**Goal of the exercise**. The answer must be every record below, repeated exactly.

Data for the task below:

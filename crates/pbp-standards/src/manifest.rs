#![deny(unsafe_code)]

use std::fmt;
use std::str::FromStr;

use pbp_model::{BpType, Sex};
use serde::{Deserialize, Serialize};

pub const MANIFEST_FILE: &str = "manifest.toml";
pub const MANIFEST_SCHEMA: &str = "pbp.reference-tables";
pub const MANIFEST_SCHEMA_VERSION: u32 = 1;

#[derive(Debug, Clone, Serialize, Deserialize)]
pub struct Manifest {
    pub manifest: ManifestHeader,
    #[serde(default)]
    pub notes: Option<ManifestNotes>,
    #[serde(default)]
    pub pins: Option<Pins>,
    pub files: Vec<ManifestFile>,
}

#[derive(Debug, Clone, Serialize, Deserialize)]
pub struct ManifestHeader {
    pub schema: String,
    pub schema_version: u32,
}

#[derive(Debug, Clone, Serialize, Deserialize)]
pub struct ManifestNotes {
    pub summary: Option<String>,
}

#[derive(Debug, Clone, Serialize, Deserialize)]
pub struct Pins {
    /// Clinical guideline the tables were transcribed from.
    pub guideline: Option<String>,
}

#[derive(Debug, Clone, Serialize, Deserialize)]
pub struct ManifestFile {
    pub path: String,
    pub sha256: String,
    pub role: String,
    #[serde(default)]
    pub notes: Option<String>,
}

/// One of the four (sex, BP type) tables a complete directory provides.
#[derive(Debug, Clone, Copy, PartialEq, Eq, PartialOrd, Ord, Hash, Serialize)]
#[serde(into = "String")]
pub enum TableRole {
    MaleSystolic,
    MaleDiastolic,
    FemaleSystolic,
    FemaleDiastolic,
}

impl TableRole {
    pub const ALL: [TableRole; 4] = [
        TableRole::MaleSystolic,
        TableRole::MaleDiastolic,
        TableRole::FemaleSystolic,
        TableRole::FemaleDiastolic,
    ];

    pub fn from_key(sex: Sex, bp_type: BpType) -> Self {
        match (sex, bp_type) {
            (Sex::Male, BpType::Systolic) => TableRole::MaleSystolic,
            (Sex::Male, BpType::Diastolic) => TableRole::MaleDiastolic,
            (Sex::Female, BpType::Systolic) => TableRole::FemaleSystolic,
            (Sex::Female, BpType::Diastolic) => TableRole::FemaleDiastolic,
        }
    }

    pub fn sex(&self) -> Sex {
        match self {
            TableRole::MaleSystolic | TableRole::MaleDiastolic => Sex::Male,
            TableRole::FemaleSystolic | TableRole::FemaleDiastolic => Sex::Female,
        }
    }

    pub fn bp_type(&self) -> BpType {
        match self {
            TableRole::MaleSystolic | TableRole::FemaleSystolic => BpType::Systolic,
            TableRole::MaleDiastolic | TableRole::FemaleDiastolic => BpType::Diastolic,
        }
    }

    pub fn as_str(&self) -> &'static str {
        match self {
            TableRole::MaleSystolic => "male_systolic",
            TableRole::MaleDiastolic => "male_diastolic",
            TableRole::FemaleSystolic => "female_systolic",
            TableRole::FemaleDiastolic => "female_diastolic",
        }
    }

    /// File name used when the directory has no manifest.
    pub fn default_file_name(&self) -> &'static str {
        match self {
            TableRole::MaleSystolic => "MaleSBP.csv",
            TableRole::MaleDiastolic => "MaleDBP.csv",
            TableRole::FemaleSystolic => "FemaleSBP.csv",
            TableRole::FemaleDiastolic => "FemaleDBP.csv",
        }
    }
}

impl fmt::Display for TableRole {
    fn fmt(&self, f: &mut fmt::Formatter<'_>) -> fmt::Result {
        write!(f, "{}", self.as_str())
    }
}

impl From<TableRole> for String {
    fn from(role: TableRole) -> Self {
        role.as_str().to_string()
    }
}

impl FromStr for TableRole {
    type Err = String;

    fn from_str(s: &str) -> Result<Self, Self::Err> {
        TableRole::ALL
            .into_iter()
            .find(|role| role.as_str().eq_ignore_ascii_case(s.trim()))
            .ok_or_else(|| format!("Unknown table role: {s}"))
    }
}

End of Data for the task.

**Answer space**.
filename crates/pbp-standards/src/manifest.rs
#![deny(unsafe_code)]

use std::fmt;
use std::str::FromStr;

use pbp_model::{BpType, Sex};
use serde::{Deserialize, Serialize};

pub const MANIFEST_FILE: &str = "manifest.toml";
pub const MANIFEST_SCHEMA: &str = "pbp.reference-tables";
pub const MANIFEST_SCHEMA_VERSION: u32 = 1;

#[derive(Debug, Clone, Serialize, Deserialize)]
pub struct Manifest {
    pub manifest: ManifestHeader,
    #[serde(default)]
    pub notes: Option<ManifestNotes>,
    #[serde(default)]
    pub pins: Option<Pins>,
    pub files: Vec<ManifestFile>,
}

#[derive(Debug, Clone, Serialize, Deserialize)]
pub struct ManifestHeader {
    pub schema: String,
    pub schema_version: u32,
}

#[derive(Debug, Clone, Serialize, Deserialize)]
pub struct ManifestNotes {
    pub summary: Option<String>,
}

#[derive(Debug, Clone, Serialize, Deserialize)]
pub struct Pins {
    /// Clinical guideline the tables were transcribed from.
    pub guideline: Option<String>,
}

#[derive(Debug, Clone, Serialize, Deserialize)]
pub struct ManifestFile {
    pub path: String,
    pub sha256: String,
    pub role: String,
    #[serde(default)]
    pub notes: Option<String>,
}

/// One of the four (sex, BP type) tables a complete directory provides.
#[derive(Debug, Clone, Copy, PartialEq, Eq, PartialOrd, Ord, Hash, Serialize)]
#[serde(into = "String")]
pub enum TableRole {
    MaleSystolic,
    MaleDiastolic,
    FemaleSystolic,
    FemaleDiastolic,
}

impl TableRole {
    pub const ALL: [TableRole; 4] = [
        TableRole::MaleSystolic,
        TableRole::MaleDiastolic,
        TableRole::FemaleSystolic,
        TableRole::FemaleDiastolic,
    ];

    pub fn from_key(sex: Sex, bp_type: BpType) -> Self {
        match (sex, bp_type) {
            (Sex::Male, BpType::Systolic) => TableRole::MaleSystolic,
            (Sex::Male, BpType::Diastolic) => TableRole::MaleDiastolic,
            (Sex::Female, BpType::Systolic) => TableRole::FemaleSystolic,
            (Sex::Female, BpType::Diastolic) => TableRole::FemaleDiastolic,
        }
    }

    pub fn sex(&self) -> Sex {
        match self {
            TableRole::MaleSystolic | TableRole::MaleDiastolic => Sex::Male,
            TableRole::FemaleSystolic | TableRole::FemaleDiastolic => Sex::Female,
        }
    }

    pub fn bp_type(&self) -> BpType {
        match self {
            TableRole::MaleSystolic | TableRole::FemaleSystolic => BpType::Systolic,
            TableRole::MaleDiastolic | TableRole::FemaleDiastolic => BpType::Diastolic,
        }
    }

    pub fn as_str(&self) -> &'static str {
        match self {
            TableRole::MaleSystolic => "male_systolic",
            TableRole::MaleDiastolic => "male_diastolic",
            TableRole::FemaleSystolic => "female_systolic",
            TableRole::FemaleDiastolic => "female_diastolic",
        }
    }

    /// File name used when the directory has no manifest.
    pub fn default_file_name(&self) -> &'static str {
        match self {
            TableRole::MaleSystolic => "MaleSBP.csv",
            TableRole::MaleDiastolic => "MaleDBP.csv",
            TableRole::FemaleSystolic => "FemaleSBP.csv",
            TableRole::FemaleDiastolic => "FemaleDBP.csv",
        }
    }
}

impl fmt::Display for TableRole {
    fn fmt(&self, f: &mut fmt::Formatter<'_>) -> fmt::Result {
        write!(f, "{}", self.as_str())
    }
}

impl From<TableRole> for String {
    fn from(role: TableRole) -> Self {
        role.as_str().to_string()
    }
}

impl FromStr for TableRole {
    type Err = String;

    fn from_str(s: &str) -> Result<Self, Self::Err> {
        TableRole::ALL
            .into_iter()
            .find(|role| role.as_str().eq_ignore_ascii_case(s.trim()))
            .ok_or_else(|| format!("Unknown table role: {s}"))
    }
}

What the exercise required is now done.